═══ Data provided ═══
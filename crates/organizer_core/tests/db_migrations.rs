use organizer_core::db::migrations::latest_version;
use organizer_core::db::{open_db, open_db_in_memory, DbError};
use organizer_core::store::keys;
use organizer_core::{KeyValueStore, SqliteKvStore};
use rusqlite::Connection;

#[test]
fn in_memory_store_has_kv_table_at_latest_version() {
    let conn = open_db_in_memory().unwrap();

    assert_eq!(schema_version(&conn), latest_version());
    assert_eq!(count_objects(&conn, "table", "kv_entries"), 1);
    assert_eq!(count_objects(&conn, "index", "idx_kv_entries_updated_at"), 1);
}

#[test]
fn file_store_survives_reopen() {
    let dir = tempfile::tempdir().unwrap();
    let path = dir.path().join("nested").join("organizer.sqlite3");

    let conn = open_db(&path).unwrap();
    SqliteKvStore::new(&conn)
        .set_raw(keys::APP_SETTINGS, r#"{"theme":"dark"}"#)
        .unwrap();
    drop(conn);

    let reopened = open_db(&path).unwrap();
    assert_eq!(schema_version(&reopened), latest_version());
    let stored = SqliteKvStore::new(&reopened)
        .get_raw(keys::APP_SETTINGS)
        .unwrap();
    assert_eq!(stored.as_deref(), Some(r#"{"theme":"dark"}"#));
}

#[test]
fn newer_schema_is_rejected() {
    let dir = tempfile::tempdir().unwrap();
    let path = dir.path().join("future.sqlite3");

    let conn = Connection::open(&path).unwrap();
    conn.execute_batch("PRAGMA user_version = 42;").unwrap();
    drop(conn);

    match open_db(&path).unwrap_err() {
        DbError::UnsupportedSchemaVersion {
            db_version,
            latest_supported,
        } => {
            assert_eq!(db_version, 42);
            assert_eq!(latest_supported, latest_version());
        }
        other => panic!("unexpected error: {other}"),
    }
}

#[test]
fn data_folder_blocked_by_a_file_is_reported() {
    let dir = tempfile::tempdir().unwrap();
    let blocker = dir.path().join("data");
    std::fs::write(&blocker, "not a folder").unwrap();

    match open_db(blocker.join("organizer.sqlite3")).unwrap_err() {
        DbError::DataDir { path, .. } => assert_eq!(path, blocker),
        other => panic!("unexpected error: {other}"),
    }
}

fn schema_version(conn: &Connection) -> u32 {
    conn.query_row("PRAGMA user_version;", [], |row| row.get(0))
        .unwrap()
}

fn count_objects(conn: &Connection, kind: &str, name: &str) -> i64 {
    conn.query_row(
        "SELECT COUNT(*) FROM sqlite_master WHERE type = ?1 AND name = ?2;",
        [kind, name],
        |row| row.get(0),
    )
    .unwrap()
}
═══
Scan the entries above for the string "keys", and copy every line where it turns up.

use organizer_core::store::keys;
        .set_raw(keys::APP_SETTINGS, r#"{"theme":"dark"}"#)
        .get_raw(keys::APP_SETTINGS)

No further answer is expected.